EXERCISE DESCRIPTION: Each line below has to be set down again exactly.

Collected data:
· · · · ·

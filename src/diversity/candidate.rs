//! Candidate items, selection budgets and curated datasets.

use std::collections::HashSet;

use async_trait::async_trait;
use chrono::{DateTime, Utc};
use serde::{Deserialize, Serialize};
use thiserror::Error;
use uuid::Uuid;

use crate::artifact::Artifact;
use crate::error::ErrorKind;
use crate::scheduler::JobId;

use super::selector::Selection;

/// Errors that can occur during curation.
#[derive(Debug, Clone, PartialEq, Error)]
pub enum CurationError {
    #[error("Invalid budget: {0}")]
    InvalidBudget(String),

    #[error("Candidate {0} appears more than once in the pool")]
    DuplicateCandidate(CandidateId),

    #[error("Candidate {id} has embedding dimension {actual}, expected {expected}")]
    DimensionMismatch {
        id: CandidateId,
        expected: usize,
        actual: usize,
    },

    #[error("Candidate {0} has an empty embedding")]
    EmptyEmbedding(CandidateId),

    #[error("Candidate {0} has a non-finite embedding value or quality score")]
    NonFinite(CandidateId),

    #[error("Candidate {0} has a zero-length embedding, which has no angle")]
    ZeroVector(CandidateId),

    #[error("Failed to load candidates: {0}")]
    Source(String),

    #[error("Selection cancelled")]
    Cancelled,
}

impl CurationError {
    /// Error category recorded when curation fails.
    pub fn kind(&self) -> ErrorKind {
        match self {
            CurationError::Source(_) | CurationError::Cancelled => ErrorKind::Export,
            _ => ErrorKind::Configuration,
        }
    }
}

/// Identifier of a candidate within its pool. Lower ids win exact ties.
#[derive(Debug, Clone, Copy, PartialEq, Eq, Hash, PartialOrd, Ord, Serialize, Deserialize)]
#[serde(transparent)]
pub struct CandidateId(pub u64);

impl std::fmt::Display for CandidateId {
    fn fmt(&self, f: &mut std::fmt::Formatter<'_>) -> std::fmt::Result {
        write!(f, "#{}", self.0)
    }
}

/// An item eligible for the curated dataset.
#[derive(Debug, Clone, PartialEq, Serialize, Deserialize)]
pub struct CandidateItem {
    pub id: CandidateId,
    /// Fixed-dimension content feature vector.
    pub embedding: Vec<f64>,
    /// Higher is better; biases selection among near-duplicates.
    pub quality: f64,
    /// Contribution to the byte budget if selected.
    pub size_bytes: u64,
}

impl CandidateItem {
    /// Creates a candidate. Validation happens when a pool is selected from.
    pub fn new(id: u64, embedding: Vec<f64>, quality: f64, size_bytes: u64) -> Self {
        Self {
            id: CandidateId(id),
            embedding,
            quality,
            size_bytes,
        }
    }
}

/// Checks a pool for duplicate ids, inconsistent dimensions and non-finite values.
///
/// Returns the shared embedding dimension (0 for an empty pool).
pub fn validate_pool(pool: &[CandidateItem]) -> Result<usize, CurationError> {
    let Some(first) = pool.first() else {
        return Ok(0);
    };
    let dimension = first.embedding.len();
    let mut seen = HashSet::with_capacity(pool.len());

    for item in pool {
        if !seen.insert(item.id) {
            return Err(CurationError::DuplicateCandidate(item.id));
        }
        if item.embedding.is_empty() {
            return Err(CurationError::EmptyEmbedding(item.id));
        }
        if item.embedding.len() != dimension {
            return Err(CurationError::DimensionMismatch {
                id: item.id,
                expected: dimension,
                actual: item.embedding.len(),
            });
        }
        if !item.quality.is_finite() || item.embedding.iter().any(|v| !v.is_finite()) {
            return Err(CurationError::NonFinite(item.id));
        }
    }

    Ok(dimension)
}

/// Count and/or byte limits for a curated dataset.
#[derive(Debug, Clone, Copy, PartialEq, Eq, Serialize, Deserialize)]
pub struct SelectionBudget {
    /// Maximum number of items.
    pub count: Option<usize>,
    /// Maximum cumulative `size_bytes` of the selected items.
    pub bytes: Option<u64>,
}

impl SelectionBudget {
    /// Creates a budget. At least one limit must be given, and a given
    /// limit must be non-zero.
    pub fn new(count: Option<usize>, bytes: Option<u64>) -> Result<Self, CurationError> {
        if count.is_none() && bytes.is_none() {
            return Err(CurationError::InvalidBudget(
                "either a count budget or a byte budget is required".to_string(),
            ));
        }
        if count == Some(0) {
            return Err(CurationError::InvalidBudget(
                "count budget must be at least 1".to_string(),
            ));
        }
        if bytes == Some(0) {
            return Err(CurationError::InvalidBudget(
                "byte budget must be at least 1".to_string(),
            ));
        }
        Ok(Self { count, bytes })
    }

    /// Count-only budget. Not validated; jobs and `curate_dataset` re-check
    /// budgets through [`SelectionBudget::new`].
    pub fn count(count: usize) -> Self {
        Self {
            count: Some(count),
            bytes: None,
        }
    }

    /// Byte-only budget. Not validated, like [`SelectionBudget::count`].
    pub fn bytes(bytes: u64) -> Self {
        Self {
            count: None,
            bytes: Some(bytes),
        }
    }

    /// Effective item limit for a pool of `pool_size` items.
    pub fn max_items(&self, pool_size: usize) -> usize {
        self.count.map_or(pool_size, |count| count.min(pool_size))
    }

    /// Whether `size` more bytes fit on top of `used`. A total that would
    /// overflow `u64` never fits, even without a byte limit.
    pub fn fits(&self, used: u64, size: u64) -> bool {
        let Some(total) = used.checked_add(size) else {
            return false;
        };
        self.bytes.map_or(true, |limit| total <= limit)
    }
}

/// Identifier of a curated dataset.
#[derive(Debug, Clone, Copy, PartialEq, Eq, Hash, Serialize, Deserialize)]
#[serde(transparent)]
pub struct DatasetId(Uuid);

impl DatasetId {
    pub fn new() -> Self {
        Self(Uuid::new_v4())
    }
}

impl Default for DatasetId {
    fn default() -> Self {
        Self::new()
    }
}

impl std::fmt::Display for DatasetId {
    fn fmt(&self, f: &mut std::fmt::Formatter<'_>) -> std::fmt::Result {
        self.0.fmt(f)
    }
}

/// A curated dataset.
#[derive(Debug, Clone, PartialEq, Serialize, Deserialize)]
pub struct Dataset {
    pub id: DatasetId,
    /// Owning production job; `None` for curation-only runs.
    pub job_id: Option<JobId>,
    /// Bytes of the curated output.
    pub output_size_bytes: u64,
    pub sample_count: u64,
    /// Selected candidates in selection order.
    pub selected: Vec<CandidateId>,
    pub created_at: DateTime<Utc>,
}

impl Dataset {
    /// Builds the dataset record from a finished selection.
    pub fn from_selection(job_id: Option<JobId>, selection: &Selection) -> Self {
        Self {
            id: DatasetId::new(),
            job_id,
            output_size_bytes: selection.total_bytes,
            sample_count: selection.selected.len() as u64,
            selected: selection.selected.clone(),
            created_at: Utc::now(),
        }
    }
}

/// Loads the candidate pool a job's final artifact yields.
#[async_trait]
pub trait CandidateSource: Send + Sync {
    async fn candidates(
        &self,
        job_id: JobId,
        artifact: &Artifact,
    ) -> Result<Vec<CandidateItem>, CurationError>;
}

· · · · ·

EXERCISE OUTPUT:
filename src/diversity/candidate.rs
//! Candidate items, selection budgets and curated datasets.

use std::collections::HashSet;

use async_trait::async_trait;
use chrono::{DateTime, Utc};
use serde::{Deserialize, Serialize};
use thiserror::Error;
use uuid::Uuid;

use crate::artifact::Artifact;
use crate::error::ErrorKind;
use crate::scheduler::JobId;

use super::selector::Selection;

/// Errors that can occur during curation.
#[derive(Debug, Clone, PartialEq, Error)]
pub enum CurationError {
    #[error("Invalid budget: {0}")]
    InvalidBudget(String),

    #[error("Candidate {0} appears more than once in the pool")]
    DuplicateCandidate(CandidateId),

    #[error("Candidate {id} has embedding dimension {actual}, expected {expected}")]
    DimensionMismatch {
        id: CandidateId,
        expected: usize,
        actual: usize,
    },

    #[error("Candidate {0} has an empty embedding")]
    EmptyEmbedding(CandidateId),

    #[error("Candidate {0} has a non-finite embedding value or quality score")]
    NonFinite(CandidateId),

    #[error("Candidate {0} has a zero-length embedding, which has no angle")]
    ZeroVector(CandidateId),

    #[error("Failed to load candidates: {0}")]
    Source(String),

    #[error("Selection cancelled")]
    Cancelled,
}

impl CurationError {
    /// Error category recorded when curation fails.
    pub fn kind(&self) -> ErrorKind {
        match self {
            CurationError::Source(_) | CurationError::Cancelled => ErrorKind::Export,
            _ => ErrorKind::Configuration,
        }
    }
}

/// Identifier of a candidate within its pool. Lower ids win exact ties.
#[derive(Debug, Clone, Copy, PartialEq, Eq, Hash, PartialOrd, Ord, Serialize, Deserialize)]
#[serde(transparent)]
pub struct CandidateId(pub u64);

impl std::fmt::Display for CandidateId {
    fn fmt(&self, f: &mut std::fmt::Formatter<'_>) -> std::fmt::Result {
        write!(f, "#{}", self.0)
    }
}

/// An item eligible for the curated dataset.
#[derive(Debug, Clone, PartialEq, Serialize, Deserialize)]
pub struct CandidateItem {
    pub id: CandidateId,
    /// Fixed-dimension content feature vector.
    pub embedding: Vec<f64>,
    /// Higher is better; biases selection among near-duplicates.
    pub quality: f64,
    /// Contribution to the byte budget if selected.
    pub size_bytes: u64,
}

impl CandidateItem {
    /// Creates a candidate. Validation happens when a pool is selected from.
    pub fn new(id: u64, embedding: Vec<f64>, quality: f64, size_bytes: u64) -> Self {
        Self {
            id: CandidateId(id),
            embedding,
            quality,
            size_bytes,
        }
    }
}

/// Checks a pool for duplicate ids, inconsistent dimensions and non-finite values.
///
/// Returns the shared embedding dimension (0 for an empty pool).
pub fn validate_pool(pool: &[CandidateItem]) -> Result<usize, CurationError> {
    let Some(first) = pool.first() else {
        return Ok(0);
    };
    let dimension = first.embedding.len();
    let mut seen = HashSet::with_capacity(pool.len());

    for item in pool {
        if !seen.insert(item.id) {
            return Err(CurationError::DuplicateCandidate(item.id));
        }
        if item.embedding.is_empty() {
            return Err(CurationError::EmptyEmbedding(item.id));
        }
        if item.embedding.len() != dimension {
            return Err(CurationError::DimensionMismatch {
                id: item.id,
                expected: dimension,
                actual: item.embedding.len(),
            });
        }
        if !item.quality.is_finite() || item.embedding.iter().any(|v| !v.is_finite()) {
            return Err(CurationError::NonFinite(item.id));
        }
    }

    Ok(dimension)
}

/// Count and/or byte limits for a curated dataset.
#[derive(Debug, Clone, Copy, PartialEq, Eq, Serialize, Deserialize)]
pub struct SelectionBudget {
    /// Maximum number of items.
    pub count: Option<usize>,
    /// Maximum cumulative `size_bytes` of the selected items.
    pub bytes: Option<u64>,
}

impl SelectionBudget {
    /// Creates a budget. At least one limit must be given, and a given
    /// limit must be non-zero.
    pub fn new(count: Option<usize>, bytes: Option<u64>) -> Result<Self, CurationError> {
        if count.is_none() && bytes.is_none() {
            return Err(CurationError::InvalidBudget(
                "either a count budget or a byte budget is required".to_string(),
            ));
        }
        if count == Some(0) {
            return Err(CurationError::InvalidBudget(
                "count budget must be at least 1".to_string(),
            ));
        }
        if bytes == Some(0) {
            return Err(CurationError::InvalidBudget(
                "byte budget must be at least 1".to_string(),
            ));
        }
        Ok(Self { count, bytes })
    }

    /// Count-only budget. Not validated; jobs and `curate_dataset` re-check
    /// budgets through [`SelectionBudget::new`].
    pub fn count(count: usize) -> Self {
        Self {
            count: Some(count),
            bytes: None,
        }
    }

    /// Byte-only budget. Not validated, like [`SelectionBudget::count`].
    pub fn bytes(bytes: u64) -> Self {
        Self {
            count: None,
            bytes: Some(bytes),
        }
    }

    /// Effective item limit for a pool of `pool_size` items.
    pub fn max_items(&self, pool_size: usize) -> usize {
        self.count.map_or(pool_size, |count| count.min(pool_size))
    }

    /// Whether `size` more bytes fit on top of `used`. A total that would
    /// overflow `u64` never fits, even without a byte limit.
    pub fn fits(&self, used: u64, size: u64) -> bool {
        let Some(total) = used.checked_add(size) else {
            return false;
        };
        self.bytes.map_or(true, |limit| total <= limit)
    }
}

/// Identifier of a curated dataset.
#[derive(Debug, Clone, Copy, PartialEq, Eq, Hash, Serialize, Deserialize)]
#[serde(transparent)]
pub struct DatasetId(Uuid);

impl DatasetId {
    pub fn new() -> Self {
        Self(Uuid::new_v4())
    }
}

impl Default for DatasetId {
    fn default() -> Self {
        Self::new()
    }
}

impl std::fmt::Display for DatasetId {
    fn fmt(&self, f: &mut std::fmt::Formatter<'_>) -> std::fmt::Result {
        self.0.fmt(f)
    }
}

/// A curated dataset.
#[derive(Debug, Clone, PartialEq, Serialize, Deserialize)]
pub struct Dataset {
    pub id: DatasetId,
    /// Owning production job; `None` for curation-only runs.
    pub job_id: Option<JobId>,
    /// Bytes of the curated output.
    pub output_size_bytes: u64,
    pub sample_count: u64,
    /// Selected candidates in selection order.
    pub selected: Vec<CandidateId>,
    pub created_at: DateTime<Utc>,
}

impl Dataset {
    /// Builds the dataset record from a finished selection.
    pub fn from_selection(job_id: Option<JobId>, selection: &Selection) -> Self {
        Self {
            id: DatasetId::new(),
            job_id,
            output_size_bytes: selection.total_bytes,
            sample_count: selection.selected.len() as u64,
            selected: selection.selected.clone(),
            created_at: Utc::now(),
        }
    }
}

/// Loads the candidate pool a job's final artifact yields.
#[async_trait]
pub trait CandidateSource: Send + Sync {
    async fn candidates(
        &self,
        job_id: JobId,
        artifact: &Artifact,
    ) -> Result<Vec<CandidateItem>, CurationError>;
}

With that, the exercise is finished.